2. Description of the Prior Art
Construction electricians must typically have at hand many different types of electrical cables for completing a construction project. These types of cables may differ in many aspects. For example, different wire gauges are typically employed throughout a building. In large commercial, institutional, and industrial projects served by multiphase electrical supply systems, the various phases and neutral conductors are usually distinguished by color coding of the insulating jacket. Some applications require stranded conductors, while others require solid, single filament conductors. Therefore, a wide variety of electrical cables are typically required in each construction project.
It is preferred to work with spools of significant length of cable to avoid frequent depletion of a spool. Illustratively, many electricians prefer to work with spools containing 2,500 feet of cable. As wire gauge increases, the various spools become correspondingly heavy. It would be impractical to carry individual spools of wire from place to place within a construction site.
The prior art has proposed carriages adapted to carry spools of wire and to make dispensing easy and practical. An example is seen in U.S. Pat. No. 5,188,308, issued to Norman P. Tussing on Feb. 23, 1993, describes a wire cart adapted to store a plurality of wire spools. The cart has a plurality of vertical posts from which branches project laterally. The spools are supported on the branches. In the device of Tussing, the posts are fixed in position on the cart. By contrast, in the present invention, the posts rotate on the cart between a first position enabling easy loading of a spool onto a branch and a second position wherein wire is paid out in the same direction from which the spools are loaded. The supporting branches or rods of the present invention latch into place in the second position.
U.S. Pat. No. 5,316,232, issued to John A. Lambert, Jr., on May 31, 1994, describes a wire dispensing cart which carries spools of wire. The spools are supported on fixed horizontal rods. By contrast, in the present invention, comparable rods rotate to the first position to enable easy loading of spools onto the rods. The rods in the present invention are then rotated into the second position, from which wire is paid out. The support rods latch into place in the second position.

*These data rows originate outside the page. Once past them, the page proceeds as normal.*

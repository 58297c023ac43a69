use rust_decimal::Decimal;
use serde::{Deserialize, Serialize};
use utoipa::ToSchema;

use super::{PricedCart, PricingError, ProductId, PromotionId};

#[derive(Debug, Clone, PartialEq, Eq, Serialize, Deserialize, ToSchema)]
pub struct ShippingInfo {
    pub address: String,
    pub city: String,
    pub zip: String,
    pub country: String,
}

#[derive(Debug, Clone, PartialEq, Eq)]
pub struct OrderItemDraft {
    pub product_id: ProductId,
    pub quantity: i32,
    pub unit_price: Decimal,
    pub line_total: Decimal,
}

/// Row-level data for one order and its items, ready to be written atomically.
#[derive(Debug, Clone, PartialEq, Eq)]
pub struct OrderDraft {
    pub tracking_number: String,
    pub shipping: ShippingInfo,
    pub subtotal: Decimal,
    pub discount_amount: Decimal,
    pub total: Decimal,
    pub promotion_id: Option<PromotionId>,
    pub items: Vec<OrderItemDraft>,
}

/// Turn a priced cart into an order draft. Unit prices are copied, so the
/// order keeps the price paid even if the catalog changes later.
pub fn finalize_checkout(
    cart: &PricedCart,
    shipping: &ShippingInfo,
    tracking_number: impl Into<String>,
) -> Result<OrderDraft, PricingError> {
    if cart.lines.is_empty() {
        return Err(PricingError::EmptyCart);
    }

    let items = cart
        .lines
        .iter()
        .map(|line| OrderItemDraft {
            product_id: line.product_id,
            quantity: line.quantity,
            unit_price: line.unit_price,
            line_total: line.line_total,
        })
        .collect();

    Ok(OrderDraft {
        tracking_number: tracking_number.into(),
        shipping: shipping.clone(),
        subtotal: cart.subtotal,
        discount_amount: cart.discount_amount,
        total: cart.total,
        promotion_id: cart.applied_promotion.as_ref().map(|promotion| promotion.id),
        items,
    })
}
//! Health check handler

use std::sync::Arc;

use axum::{Json, extract::State, http::StatusCode, response::IntoResponse};
use serde::Serialize;
use utoipa::ToSchema;

use super::super::state::AppState;
use super::super::types::ErrorResponse;

/// Health check response data
#[derive(Serialize, ToSchema)]
pub struct HealthResponse {
    #[schema(example = "ok")]
    pub status: String,
    /// Build git hash
    #[schema(example = "3f2a9c1")]
    pub version: String,
    #[schema(example = "postgres")]
    pub storage: String,
}

/// Health check endpoint
///
/// Pings PostgreSQL when configured. Failure details are logged, never
/// returned.
#[utoipa::path(
    get,
    path = "/health",
    responses(
        (status = 200, description = "Service healthy", body = HealthResponse),
        (status = 503, description = "Database unreachable", body = ErrorResponse)
    ),
    tag = "System"
)]
pub async fn health_check(State(state): State<Arc<AppState>>) -> impl IntoResponse {
    if let Some(ref db) = state.pg_db {
        if let Err(e) = db.health_check().await {
            tracing::error!("[HEALTH] PostgreSQL ping failed: {}", e);
            return (
                StatusCode::SERVICE_UNAVAILABLE,
                Json(ErrorResponse::new("unavailable")),
            )
                .into_response();
        }
    }

    (
        StatusCode::OK,
        Json(HealthResponse {
            status: "ok".to_string(),
            version: crate::VERSION.to_string(),
            storage: state.order_service.store_name().to_string(),
        }),
    )
        .into_response()
}
//! Storage abstraction for product rows
//!
//! Lets the service run against PostgreSQL in production and an in-memory
//! map in tests or local runs.

use async_trait::async_trait;

use super::error::OrderError;
use super::models::{NewProduct, ProductRecord};

#[async_trait]
pub trait ProductStore: Send + Sync {
    fn name(&self) -> &'static str;

    /// Insert a row and return it with its assigned `order_id`.
    async fn create_product(&self, product: NewProduct) -> Result<ProductRecord, OrderError>;

    /// Atomically check availability and decrement `stock` by `qty`.
    ///
    /// On any `Err` the stored stock is unchanged.
    async fn place_order(&self, order_id: i32, qty: i32) -> Result<ProductRecord, OrderError>;

    /// Read a row without modifying it
    async fn get_product(&self, order_id: i32) -> Result<Option<ProductRecord>, OrderError>;
}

A wire dispenser seen in U. S. Pat. No. 5,285,981, issued to Steven M. Pavelka on Feb. 15, 1994, supports spools in one position. The device of Pavelka lacks ability to shift between first and second positions and to latch in one of the positions, as seen in the present invention.
U.S. Pat. No. 4,605,237, issued to Donald L. Torgrimson on Aug. 12, 1986, describes a two wheeled wire dispensing carriage wherein spools are supported between the two wheels, which are quite large. The rods supporting the spools are fixed in position generally parallel to the axle. Torgrimson's device lacks the ability to shift between first and second positions, and to latch in one of the positions.
None of the above inventions and patents, taken either singly or in combination, is seen to describe the instant invention as claimed.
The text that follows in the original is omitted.